Fonte Paulo de Tarso

 
Imagem: Reprodução/InstagramLembrei-me agora do livro O perigo da história única, onde Chimamanda Ngozi Adichie diz que ?o problema com os estereótipos não é que sejam falsos, mas que sejam incompletos?. E Fl(Imagem:Reprodução/Instagram)

Lembrei-me agora do livro, O perigo da história única, onde Chimamanda Ngozi Adichie diz que “o problema com os estereótipos não é que sejam falsos, mas que sejam incompletos”. E Floriano, com sua diversidade de histórias e trajetórias, é muito mais do que isso. Reduzir sua memória a um único capítulo, por mais importante que seja, é correr o risco de esquecer tudo o que pulsa fora dessa narrativa.

Floriano chega aos seus 128 anos carregando histórias múltiplas e contraditórias. Cidade de gente acolhedora, de beleza generosa e coração largo, mas também marcada por silêncios e esquecimentos que se repetem. É curioso, e por vezes inquietante, perceber como em tantos discursos oficiais, especialmente nos aniversários da cidade, a narrativa sobre sua história cultural se resume quase exclusivamente à presença árabe.

Não há dúvida da importância sírio-libanesa para a formação do comércio e da economia local. Homens e mulheres dessa comunidade ajudaram a construir Floriano com seu trabalho e seu espírito empreendedor. Não se trata de negar essa contribuição, mas de ampliar o olhar.

Lendo estudiosos como Oscar Procópio, Djalma Nunes, Jalinson Rodrigues, Luís Paulo, Teresa Coêlho e reconhecendo figuras como Josefina Demes, enxergamos que Floriano não se fez apenas nas vitrines das lojas e nos casarões comerciais. A cidade também cresceu nos currais e nas roças, nas margens do rio Parnaíba, no Estabelecimento Rural de São Pedro de Alcântara, onde crianças negras libertas pela Lei do Ventre Livre tentaram, entre o trabalho forçado e a precariedade da educação, construir outros futuros.
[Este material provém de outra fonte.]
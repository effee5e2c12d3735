//! Quality scoring for smoothed tracking sequences.
//!
//! Four independent metrics, each in [0, 1], combined with fixed weights
//! into a single scalar plus a structured issue list. The weights are
//! deliberately not configurable here; any tuning belongs to the
//! orchestrator layer.

use signtrack_models::{FrameDetection, IssueKind, IssueSeverity, ScoredIssue, TrackKind, WRIST};

/// Metric weights (must sum to 1.0).
const WEIGHT_HAND_VISIBILITY: f64 = 0.4;
const WEIGHT_STABILITY: f64 = 0.3;
const WEIGHT_FACE_COVERAGE: f64 = 0.2;
const WEIGHT_AVG_CONFIDENCE: f64 = 0.1;

/// Issue thresholds.
const HAND_VISIBILITY_WARN_BELOW: f64 = 0.7;
const STABILITY_WARN_BELOW: f64 = 0.7;
const FACE_COVERAGE_INFO_BELOW: f64 = 0.5;

/// Jitter scale factor in the stability metric: `1 / (1 + 10 * sigma)`.
const STABILITY_JITTER_SCALE: f64 = 10.0;

/// Score a smoothed sequence, returning `(score, issues)`.
///
/// An empty sequence is the one reported error case: score 0.0 with a
/// single `empty` issue of severity `error`.
pub fn score_sequence(frames: &[FrameDetection]) -> (f64, Vec<ScoredIssue>) {
    if frames.is_empty() {
        return (0.0, vec![ScoredIssue::empty_input()]);
    }

    let mut issues = Vec::new();

    let hand_visibility = hand_visibility(frames);
    if hand_visibility < HAND_VISIBILITY_WARN_BELOW {
        issues.push(ScoredIssue::new(
            IssueKind::LowHandVisibility,
            IssueSeverity::Warning,
            Some(hand_visibility),
        ));
    }

    let stability = stability(frames);
    if stability < STABILITY_WARN_BELOW {
        issues.push(ScoredIssue::new(
            IssueKind::UnstableTracking,
            IssueSeverity::Warning,
            Some(stability),
        ));
    }

    let face_coverage = face_coverage(frames);
    if face_coverage < FACE_COVERAGE_INFO_BELOW {
        issues.push(ScoredIssue::new(
            IssueKind::LowFaceCoverage,
            IssueSeverity::Info,
            Some(face_coverage),
        ));
    }

    let avg_confidence = average_confidence(frames);

    let score = WEIGHT_HAND_VISIBILITY * hand_visibility
        + WEIGHT_STABILITY * stability
        + WEIGHT_FACE_COVERAGE * face_coverage
        + WEIGHT_AVG_CONFIDENCE * avg_confidence;

    (score, issues)
}

/// Fraction of hand-frames with a detected hand, averaged over both hands.
fn hand_visibility(frames: &[FrameDetection]) -> f64 {
    let left = frames.iter().filter(|f| f.has_track(TrackKind::LeftHand)).count();
    let right = frames.iter().filter(|f| f.has_track(TrackKind::RightHand)).count();
    (left + right) as f64 / (2 * frames.len()) as f64
}

/// Inverse wrist jitter over consecutive frames where the same hand is
/// present in both.
///
/// Fewer than two frames is trivially stable (1.0). Two or more frames with
/// no valid consecutive-pair displacement cannot be assessed and score 0.0.
fn stability(frames: &[FrameDetection]) -> f64 {
    if frames.len() < 2 {
        return 1.0;
    }

    let mut movements = Vec::new();
    for pair in frames.windows(2) {
        for kind in [TrackKind::LeftHand, TrackKind::RightHand] {
            let prev = pair[0].track(kind);
            let curr = pair[1].track(kind);
            if prev.is_empty() || curr.is_empty() {
                continue;
            }
            let dx = curr[WRIST].x - prev[WRIST].x;
            let dy = curr[WRIST].y - prev[WRIST].y;
            movements.push((dx * dx + dy * dy).sqrt());
        }
    }

    if movements.is_empty() {
        return 0.0;
    }

    1.0 / (1.0 + STABILITY_JITTER_SCALE * std_deviation(&movements))
}

/// Fraction of frames with a detected face.
fn face_coverage(frames: &[FrameDetection]) -> f64 {
    let with_face = frames.iter().filter(|f| f.has_track(TrackKind::Face)).count();
    with_face as f64 / frames.len() as f64
}

/// Mean of all per-frame scalar confidences, excluding exact zeros.
///
/// A zero scalar means "track absent", not "measured and low", so it must
/// not drag the average down.
fn average_confidence(frames: &[FrameDetection]) -> f64 {
    let mut sum = 0.0;
    let mut count = 0usize;
    for frame in frames {
        for kind in TrackKind::ALL {
            let confidence = frame.confidence(kind);
            if confidence > 0.0 {
                sum += confidence;
                count += 1;
            }
        }
    }
    if count == 0 {
        0.0
    } else {
        sum / count as f64
    }
}

/// Population standard deviation.
fn std_deviation(values: &[f64]) -> f64 {
    if values.len() < 2 {
        return 0.0;
    }
    let avg = values.iter().sum::<f64>() / values.len() as f64;
    let variance = values.iter().map(|v| (v - avg).powi(2)).sum::<f64>() / values.len() as f64;
    variance.sqrt()
}

#[cfg(test)]
mod tests {
    use super::*;
    use signtrack_models::Landmark;

    fn hand_at(x: f64, y: f64, confidence: f64) -> Vec<Landmark> {
        (0..21).map(|_| Landmark::new(x, y, confidence)).collect()
    }

    fn face(confidence: f64) -> Vec<Landmark> {
        (0..468).map(|_| Landmark::new(0.5, 0.3, confidence)).collect()
    }

    fn frame(index: u32) -> FrameDetection {
        FrameDetection::new(index, index as f64 / 25.0, (1280, 720))
    }

    #[test]
    fn test_empty_sequence_is_an_error_case() {
        let (score, issues) = score_sequence(&[]);
        assert_eq!(score, 0.0);
        assert_eq!(issues.len(), 1);
        assert_eq!(issues[0].kind, IssueKind::Empty);
        assert_eq!(issues[0].severity, IssueSeverity::Error);
    }

    #[test]
    fn test_score_bounded_for_full_visibility() {
        let frames: Vec<_> = (0..10)
            .map(|i| {
                let mut f = frame(i);
                f.assign(TrackKind::LeftHand, hand_at(0.3, 0.5, 1.0));
                f.assign(TrackKind::RightHand, hand_at(0.7, 0.5, 1.0));
                f.assign(TrackKind::Face, face(1.0));
                f
            })
            .collect();
        let (score, issues) = score_sequence(&frames);

        // Both hands and face everywhere, constant positions, confidence 1:
        // every metric is 1.0 and the weights sum to the perfect score.
        assert!((score - 1.0).abs() < 1e-12);
        assert!(issues.is_empty());
    }

    #[test]
    fn test_hand_visibility_extremes() {
        // Both hands in every frame -> 1.0
        let full: Vec<_> = (0..4)
            .map(|i| {
                let mut f = frame(i);
                f.assign(TrackKind::LeftHand, hand_at(0.3, 0.5, 1.0));
                f.assign(TrackKind::RightHand, hand_at(0.7, 0.5, 1.0));
                f
            })
            .collect();
        assert_eq!(hand_visibility(&full), 1.0);

        // No hands at all -> 0.0
        let none: Vec<_> = (0..4).map(frame).collect();
        assert_eq!(hand_visibility(&none), 0.0);
    }

    #[test]
    fn test_right_hand_only_scenario() {
        // Three frames, right hand at a constant position with confidence
        // 0.9, no face: hand visibility 0.5, face coverage 0.0.
        let frames: Vec<_> = (0..3)
            .map(|i| {
                let mut f = frame(i);
                f.assign(TrackKind::RightHand, hand_at(0.5, 0.5, 0.9));
                f
            })
            .collect();
        let (score, issues) = score_sequence(&frames);

        assert_eq!(hand_visibility(&frames), 0.5);
        assert_eq!(face_coverage(&frames), 0.0);
        // Constant wrist -> zero jitter -> trivially stable
        assert_eq!(stability(&frames), 1.0);
        // Only the right-hand scalar is non-zero
        assert!((average_confidence(&frames) - 0.9).abs() < 1e-9);

        let expected = 0.4 * 0.5 + 0.3 * 1.0 + 0.2 * 0.0 + 0.1 * 0.9;
        assert!((score - expected).abs() < 1e-12);

        let kinds: Vec<_> = issues.iter().map(|i| i.kind).collect();
        assert!(kinds.contains(&IssueKind::LowHandVisibility));
        assert!(kinds.contains(&IssueKind::LowFaceCoverage));
        assert!(!kinds.contains(&IssueKind::UnstableTracking));
    }

    #[test]
    fn test_stability_single_frame_is_trivial() {
        let mut f = frame(0);
        f.assign(TrackKind::LeftHand, hand_at(0.2, 0.2, 1.0));
        assert_eq!(stability(&[f]), 1.0);
    }

    #[test]
    fn test_stability_without_valid_pairs_is_worst_case() {
        // Hands alternate, so no consecutive pair has the same hand twice.
        let mut a = frame(0);
        a.assign(TrackKind::LeftHand, hand_at(0.2, 0.2, 1.0));
        let mut b = frame(1);
        b.assign(TrackKind::RightHand, hand_at(0.8, 0.2, 1.0));
        assert_eq!(stability(&[a, b]), 0.0);
    }

    #[test]
    fn test_stability_penalizes_jitter() {
        // Wrist alternates large jumps with near-stillness; the
        // displacement deviation is high.
        let positions = [0.1, 0.6, 0.61, 0.2, 0.21];
        let frames: Vec<_> = positions
            .iter()
            .enumerate()
            .map(|(i, &x)| {
                let mut f = frame(i as u32);
                f.assign(TrackKind::RightHand, hand_at(x, 0.5, 1.0));
                f
            })
            .collect();

        let jittery = stability(&frames);
        assert!(jittery < 0.7, "expected jittery sequence, got {}", jittery);

        let steady: Vec<_> = (0..5)
            .map(|i| {
                let mut f = frame(i);
                f.assign(TrackKind::RightHand, hand_at(0.1 + 0.01 * i as f64, 0.5, 1.0));
                f
            })
            .collect();
        // Uniform motion has zero displacement deviation
        assert_eq!(stability(&steady), 1.0);
    }

    #[test]
    fn test_average_confidence_ignores_zeros() {
        // Pose absent (0.0 scalar) must not dilute the average.
        let frames: Vec<_> = (0..2)
            .map(|i| {
                let mut f = frame(i);
                f.assign(TrackKind::RightHand, hand_at(0.5, 0.5, 0.8));
                f
            })
            .collect();
        assert!((average_confidence(&frames) - 0.8).abs() < 1e-9);

        // All tracks absent: nothing to average.
        let empty: Vec<_> = (0..2).map(frame).collect();
        assert_eq!(average_confidence(&empty), 0.0);
    }

    #[test]
    fn test_score_is_deterministic_and_bounded() {
        let frames: Vec<_> = (0..6)
            .map(|i| {
                let mut f = frame(i);
                if i % 2 == 0 {
                    f.assign(TrackKind::LeftHand, hand_at(0.3 + 0.05 * i as f64, 0.5, 1.0));
                }
                f.assign(TrackKind::Face, face(1.0));
                f
            })
            .collect();

        let (first, _) = score_sequence(&frames);
        let (second, _) = score_sequence(&frames);
        assert_eq!(first, second);
        assert!((0.0..=1.0).contains(&first));
    }
}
Mas há uma insistência curiosa: tudo em Floriano parece precisar ter um traço árabe. Não apenas os prédios antigos da imigração, mas até as rotatórias, as praças, os nomes de espaços públicos e os novos empreendimentos parecem buscar um verniz oriental, numa reverência que, às vezes, beira o exagero. Não se questiona o reconhecimento dessa cultura. Questiona-se o esquecimento das outras.

Quando Floriano celebra seu aniversário, por que esquecemos de nomes como Ademazinho, mestre da cultura popular? De seu Né Preto, voz da oralidade popular? De dona Jovita, lá do Buraco do Sapo, rezadeira e guardiã de saberes invisíveis? De João Chico, primeiro prefeito negro da cidade, cuja memória mal sobrevive a uma placa esquecida e uma rua? E José Edilberto da Silva, o “Nanico”, artesão? E Zeca Zinidor, Socorro Pereirão, Nivaldo Júnior, Epaminondas, Emídio Nonato, Gonzaga Preto, Socorrona do Cacimbão, Nonato do Chifre e a lavadeira Escurinha? São tantos nomes, histórias e memórias que compõem essa cidade.

A memória de Floriano também carrega o peso da exclusão. O Estabelecimento Rural de São Pedro de Alcântara, por exemplo, lembra-nos que antes dos imigrantes, muitos negros libertos e seus filhos já lutavam por sobrevivência e dignidade naquela terra, mesmo que a história oficial insista em deixá-los às margens.

Tudo isso nos leva a perguntar: será que Floriano se reconhece inteira? Ou apenas repete, ano após ano, uma versão parcial e confortável da sua própria história? Uma cidade que se pretende plural precisa valorizar todas as suas heranças, do árabe ao sertanejo, do comerciante ao vaqueiro, do industrial ao agricultor, do sírio ao negro, do centro à periferia.

Honrar a história da cidade não é fazer dela uma monocultura da memória. É reconhecer suas múltiplas faces, algumas visíveis nos monumentos, outras guardadas no silêncio das ruas e no coração do seu povo.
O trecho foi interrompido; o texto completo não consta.